Viviane* était professeur au collège Louise-Michel de Lille. En septembre 2011, la petite Sophie* est dans sa classe. Elle entre en quatrième. Une complicité se noue entre elles. Les sorties extrascolaires s'enchaînent, la professeur devient la confidente. Selon elle, l'année suivante, elles deviennent amantes. Lorsque l'affaire éclate en avril dernier, Viviane n'est plus enseignante dans le même collège. "Elle avait demandé sa mutation en février, incapable de tenir sa promesse de ne plus voir Sophie*", explique le magazine féminin. C'est la mère de Sophie qui, en consultant le portable de sa fille, est tombée sur des SMS de son ex-professeur. Les médias s'emparent de l'affaire, la polémique éclate. Certains journaux sont accusés d'être trop complaisants à l'égard de l'enseignante. Le 28 juin, le pure player Slatetitre : "Après le Nouvel Obs, Causette se prend les pieds dans la pédophilie féminine".

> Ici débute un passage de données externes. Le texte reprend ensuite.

//! Retry logic with exponential backoff.
//!
//! Provides a retry wrapper using the `backon` crate with a configurable
//! backoff policy.

use std::{
    future::Future,
    sync::atomic::{AtomicU32, Ordering},
    time::Duration,
};

use backon::{BackoffBuilder, ExponentialBuilder, Retryable};
use rand::Rng;
use vigil_types::{Result, VigilError, config::RetryPolicy};

/// Execute an async operation with retry using exponential backoff.
///
/// The operation is retried according to the provided [`RetryPolicy`] if it
/// fails with a retryable error (as determined by [`VigilError::is_retryable`]).
///
/// # Retry Strategy
///
/// - **Exponential backoff**: `initial_backoff * multiplier^(attempt-1)`
/// - **Jitter**: ±`jitter` randomness applied to every delay
/// - **Cap**: Backoff capped at `max_backoff` before jitter
/// - **Termination**: After `max_attempts` failed attempts
///
/// # Non-Retryable Errors
///
/// Validation, not-found and transition errors are returned immediately. A
/// retryable error that survives every attempt is wrapped in
/// [`VigilError::RetryExhausted`].
pub async fn with_retry<F, Fut, T>(
    policy: &RetryPolicy,
    operation_name: &'static str,
    mut operation: F,
) -> Result<T>
where
    F: FnMut() -> Fut,
    Fut: Future<Output = Result<T>>,
{
    // backon's max_times is the number of retries, not total attempts.
    let max_retries = policy.max_attempts.saturating_sub(1) as usize;
    let jitter = policy.jitter;

    let backoff = ExponentialBuilder::new()
        .with_min_delay(policy.initial_backoff)
        .with_max_delay(policy.max_backoff)
        .with_factor(policy.multiplier as f32)
        .with_max_times(max_retries)
        .build()
        .map(move |delay| apply_jitter(delay, jitter));

    let attempts = AtomicU32::new(0);

    let counted = || {
        attempts.fetch_add(1, Ordering::SeqCst);
        operation()
    };

    counted
        .retry(backoff)
        .sleep(tokio::time::sleep)
        .when(VigilError::is_retryable)
        .notify(|err: &VigilError, delay: Duration| {
            tracing::debug!(
                operation = operation_name,
                attempt = attempts.load(Ordering::SeqCst),
                backoff_ms = delay.as_millis() as u64,
                error = %err,
                "retrying store operation after backoff"
            );
        })
        .await
        .map_err(|err| {
            if err.is_retryable() {
                let attempts = attempts.load(Ordering::SeqCst);
                tracing::warn!(
                    operation = operation_name,
                    attempts,
                    error = %err,
                    "store operation failed after all retries"
                );
                VigilError::RetryExhausted { attempts, last_error: err.to_string() }
            } else {
                err
            }
        })
}

/// Apply jitter to a duration.
///
/// Jitter picks a value in `[dur * (1 - factor), dur * (1 + factor)]` so that
/// callers failing together do not retry in lockstep.
fn apply_jitter(dur: Duration, factor: f64) -> Duration {
    if factor <= 0.0 {
        return dur;
    }

    let factor = factor.clamp(0.0, 1.0);
    let mut rng = rand::rng();

    let base_nanos = dur.as_nanos() as f64;
    let min_nanos = base_nanos * (1.0 - factor);
    let max_nanos = base_nanos * (1.0 + factor);

    let jittered_nanos = rng.random_range(min_nanos..=max_nanos);
    Duration::from_nanos(jittered_nanos as u64)
}

#[cfg(test)]
#[allow(clippy::unwrap_used, clippy::expect_used)]
mod tests {
    use std::sync::Arc;

    use vigil_types::ErrorCode;

    use super::*;

    fn test_policy() -> RetryPolicy {
        RetryPolicy {
            max_attempts: 3,
            initial_backoff: Duration::from_millis(10),
            max_backoff: Duration::from_millis(100),
            multiplier: 2.0,
            jitter: 0.0,
        }
    }

    fn unavailable() -> VigilError {
        VigilError::StoreUnavailable { message: "down".to_string() }
    }

    #[tokio::test(start_paused = true)]
    async fn test_success_on_first_attempt() {
        let calls = Arc::new(AtomicU32::new(0));
        let result = with_retry(&test_policy(), "op", || {
            let calls = Arc::clone(&calls);
            async move {
                calls.fetch_add(1, Ordering::SeqCst);
                Ok::<_, VigilError>("ok")
            }
        })
        .await;

        assert_eq!(result.unwrap(), "ok");
        assert_eq!(calls.load(Ordering::SeqCst), 1);
    }

    #[tokio::test(start_paused = true)]
    async fn test_transient_failure_then_success() {
        let calls = Arc::new(AtomicU32::new(0));
        let result = with_retry(&test_policy(), "op", || {
            let calls = Arc::clone(&calls);
            async move {
                if calls.fetch_add(1, Ordering::SeqCst) == 0 { Err(unavailable()) } else { Ok(7) }
            }
        })
        .await;

        assert_eq!(result.unwrap(), 7);
        assert_eq!(calls.load(Ordering::SeqCst), 2);
    }

    #[tokio::test(start_paused = true)]
    async fn test_exhaustion_wraps_last_error() {
        let calls = Arc::new(AtomicU32::new(0));
        let result: Result<()> = with_retry(&test_policy(), "op", || {
            let calls = Arc::clone(&calls);
            async move {
                calls.fetch_add(1, Ordering::SeqCst);
                Err(VigilError::Timeout { duration_ms: 5 })
            }
        })
        .await;

        let err = result.unwrap_err();
        assert_eq!(err.code(), ErrorCode::StoreRetryExhausted);
        assert!(matches!(err, VigilError::RetryExhausted { attempts: 3, .. }));
        assert_eq!(calls.load(Ordering::SeqCst), 3);
    }

    #[tokio::test(start_paused = true)]
    async fn test_non_retryable_error_returns_immediately() {
        let calls = Arc::new(AtomicU32::new(0));
        let result: Result<()> = with_retry(&test_policy(), "op", || {
            let calls = Arc::clone(&calls);
            async move {
                calls.fetch_add(1, Ordering::SeqCst);
                Err(VigilError::VisitorNotFound { id: "x".to_string() })
            }
        })
        .await;

        assert_eq!(result.unwrap_err().code(), ErrorCode::VisitorNotFound);
        assert_eq!(calls.load(Ordering::SeqCst), 1);
    }

    #[test]
    fn test_apply_jitter_stays_in_range() {
        let base = Duration::from_millis(100);
        for _ in 0..100 {
            let jittered = apply_jitter(base, 0.25);
            assert!(jittered >= Duration::from_millis(75));
            assert!(jittered <= Duration::from_millis(125));
        }
        assert_eq!(apply_jitter(base, 0.0), base);
    }
}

Des liaisons consentantes ?

Ces cas sont rares sans être tout à fait isolés. Ces liaisons, qui divisent l'opinion publique, ont pour particularité d'être "consentantes". Du moins doit-on s'en convaincre, car la petite Sophie n'avait, au regard de la loi, pas le discernement et la maturité nécessaires pour avoir pleinement conscience de ses actes. En France, avoir une relation sexuelle avec une mineure de moins de 15 ans (l'âge de la majorité sexuelle) est pénalement répréhensible. L'enseignante, de par l'autorité que lui confère ses fonctions, risquait 10 ans de prison. "La loi présume en quelque sorte qu'avant cet âge, face à un adulte, un enfant ou adolescent ne peut véritablement consentir en toute connaissance de cause à des relations sexuelles" et que "le risque est trop grand d'une manipulation, même inconsciente, de l'enfant par l'adulte", explique une juge blogueuse, Dadouche, sur le blog de Me Eolas

Et l'âge de Sophie (moins de 15 ans au moment des faits) importe finalement peu. L'article 227-27 du code pénal prévoit en effet 3 ans de prison et 45 000 euros pour "les atteintes sexuelles sans violence, contrainte, menace ni surprise sur un mineur âgé de plus de quinze ans". "Un mineur de 16 ans ne pourrait pas avoir de relation sexuelle avec un de ses professeurs tout simplement parce que ce professeur a une influence, une relation d'autorité sur lui", explique Dominique Chagnollaud dans son excellent Code junior.

Acharnement médiatique

Ces relations profs-élèves ont parfois été relatées dans les médias avec une brutalité telle que les amants n'y ont pas survécu. Gabrielle Russier, enseignante, fait partie de ces femmes qui sont "mortes de leur amour". Le film Mourir d'aimer, réalisé par André Cayatte en 1971, relate l'histoire de cette enseignante. Née en 1937, elle est condamnée pour détournement de mineur en 1969 après avoir entretenu une relation avec un élève de seconde. Gabrielle Russier, ne supportant plus les reproches qui lui sont faits, se suicide. Son jeune amant sera interné dans un asile psychiatrique pendant le reste de son adolescence, avant de refaire sa vie. 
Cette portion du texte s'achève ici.